Ryan’s career as an executive is yet to be determined, but his legacy as a pitcher is etched in stone. Though several pitchers were considered better in their prime, no pitcher’s prime ever lasted as long as Ryan’s. What helped him break so many baseball records was the application of old-fashioned common sense to his daily regimen. He never risked wearing out his arm by pitching in winter ball. The offseason physical activities Ryan pursued did not include bowling, volleyball, skiing, or any other sport that might result in a hand or leg injury. Adding to his prudent exercise decisions, he maintained a calm lifestyle sustained by a balanced moderate diet, no smoking, and no excessive drinking, celebrating his no-hitters drinking orange juice instead of the traditional champagne.

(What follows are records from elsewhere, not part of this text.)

//! Persisted last-known-good wrapper around an upstream config provider.
//!
//! Every upstream candidate is validated and overlay-evaluated against the
//! full registry before it can replace the LKG. Bad candidates are
//! remembered by version so a broken upstream cannot flap the active
//! config; all fallbacks are silent apart from telemetry.

use chrono::{DateTime, Utc};
use rustc_hash::FxHashSet;
use serde_json::Value;
use std::sync::{Arc, Mutex, RwLock};
use tracing::{debug, warn};

use super::{ConfigProvider, ConfigSnapshot, ProviderError, SnapshotStore};
use crate::blueprint::{FlowRegistry, ModuleCatalog, SelectorRegistry};
use crate::context::RequestOptions;
use crate::overlay::{OverlayEvaluator, OverlayInputs};
use crate::patchdoc::QosTier;
use crate::validator::Validator;

/// LKG-caching provider. Shareable across tasks; lock scopes never span an
/// await.
pub struct LkgProvider<P, S> {
    upstream: P,
    store: S,
    registry: Arc<FlowRegistry>,
    catalog: Arc<ModuleCatalog>,
    selectors: Arc<SelectorRegistry>,
    lkg: RwLock<Option<Arc<ConfigSnapshot>>>,
    rejected_versions: Mutex<FxHashSet<u64>>,
}

impl<P, S> LkgProvider<P, S>
where
    P: ConfigProvider,
    S: SnapshotStore,
{
    pub fn new(
        upstream: P,
        store: S,
        registry: Arc<FlowRegistry>,
        catalog: Arc<ModuleCatalog>,
        selectors: Arc<SelectorRegistry>,
    ) -> Self {
        LkgProvider {
            upstream,
            store,
            registry,
            catalog,
            selectors,
            lkg: RwLock::new(None),
            rejected_versions: Mutex::new(FxHashSet::default()),
        }
    }

    /// Hydrate the LKG slot from the persisted blob, typically at startup.
    /// Returns whether a snapshot was loaded.
    pub async fn load_persisted(&self) -> bool {
        match self.store.try_load().await {
            Some(snapshot) => {
                let version = snapshot.config_version;
                *self.lkg.write().expect("lkg lock poisoned") = Some(Arc::new(snapshot));
                debug!(config_version = version, "loaded persisted LKG snapshot");
                true
            }
            None => false,
        }
    }

    /// The currently cached LKG, if any.
    #[must_use]
    pub fn current(&self) -> Option<Arc<ConfigSnapshot>> {
        self.lkg.read().expect("lkg lock poisoned").clone()
    }

    /// Fetch a snapshot, falling back to the LKG on upstream failure or a
    /// rejected candidate.
    pub async fn snapshot(&self, now: DateTime<Utc>) -> Result<Arc<ConfigSnapshot>, ProviderError> {
        let candidate = match self.upstream.fetch().await {
            Ok(candidate) => candidate,
            Err(error) => {
                warn!(config_lkg_fallback = true, %error, "upstream fetch failed, serving LKG");
                return self.fallback(format!("upstream fetch failed: {error}"));
            }
        };

        if let Some(current) = self.current()
            && current.config_version == candidate.config_version
        {
            return Ok(current);
        }

        let already_rejected = self
            .rejected_versions
            .lock()
            .expect("rejection cache lock poisoned")
            .contains(&candidate.config_version);
        if already_rejected {
            warn!(
                config_lkg_fallback = true,
                config_version = candidate.config_version,
                "candidate was previously rejected, serving LKG"
            );
            return self.fallback(format!(
                "config version {} was previously rejected",
                candidate.config_version
            ));
        }

        if let Err(reason) = self.vet_candidate(&candidate, now) {
            self.rejected_versions
                .lock()
                .expect("rejection cache lock poisoned")
                .insert(candidate.config_version);
            warn!(
                config_lkg_fallback = true,
                config_version = candidate.config_version,
                %reason,
                "candidate rejected, serving LKG"
            );
            return self.fallback(reason);
        }

        self.accept(candidate).await
    }

    /// Validator + overlay evaluation across every registered flow.
    fn vet_candidate(&self, candidate: &ConfigSnapshot, now: DateTime<Utc>) -> Result<(), String> {
        let root: Value = serde_json::from_str(&candidate.patch_json)
            .map_err(|e| format!("candidate patch is not valid JSON: {e}"))?;

        let validator = Validator::new(
            self.registry.as_ref(),
            self.catalog.as_ref(),
            self.selectors.as_ref(),
        );
        let report = validator.validate_value(&root);
        if !report.is_valid() {
            return Err(format!(
                "candidate failed validation with {} error finding(s)",
                report.error_count()
            ));
        }

        let evaluator = OverlayEvaluator::new();
        let options = RequestOptions::default();
        for flow_name in self.registry.flow_names() {
            let _ = evaluator.evaluate(OverlayInputs {
                flow_name,
                patch: &root,
                options: &options,
                qos_tier: QosTier::Full,
                config_timestamp_utc: Some(candidate.meta.timestamp_utc),
                now,
                config_version: candidate.config_version,
            });
        }
        Ok(())
    }

    async fn accept(&self, candidate: ConfigSnapshot) -> Result<Arc<ConfigSnapshot>, ProviderError> {
        let accepted = Arc::new(candidate);
        *self.lkg.write().expect("lkg lock poisoned") = Some(Arc::clone(&accepted));
        self.rejected_versions
            .lock()
            .expect("rejection cache lock poisoned")
            .clear();

        if !self.store.try_store(&accepted).await {
            // Persistence failure costs durability, not availability.
            warn!(
                config_lkg_snapshot_persist_failure = true,
                config_version = accepted.config_version,
                "failed to persist accepted LKG snapshot"
            );
        }
        Ok(accepted)
    }

    fn fallback(&self, evidence: String) -> Result<Arc<ConfigSnapshot>, ProviderError> {
        match self.current() {
            Some(lkg) => {
                let mut marked = (*lkg).clone();
                marked.meta.lkg_fallback_evidence = Some(evidence);
                Ok(Arc::new(marked))
            }
            None => Err(ProviderError::NoSnapshotAvailable),
        }
    }
}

The science behind the artistry of Nolan Ryan involved the full utilization of his body and mind, knowing when to accept instruction and when to follow his own instincts. The late Newsweek sportswriter Pete Axthelm summarized the total commitment to pitching that drove Ryan’s unprecedented career. “Other pitchers are satisfied in getting a win after a routine outing,” Axthelm wrote. “Nolan Ryan spent over two decades using everything he had to be Picasso.”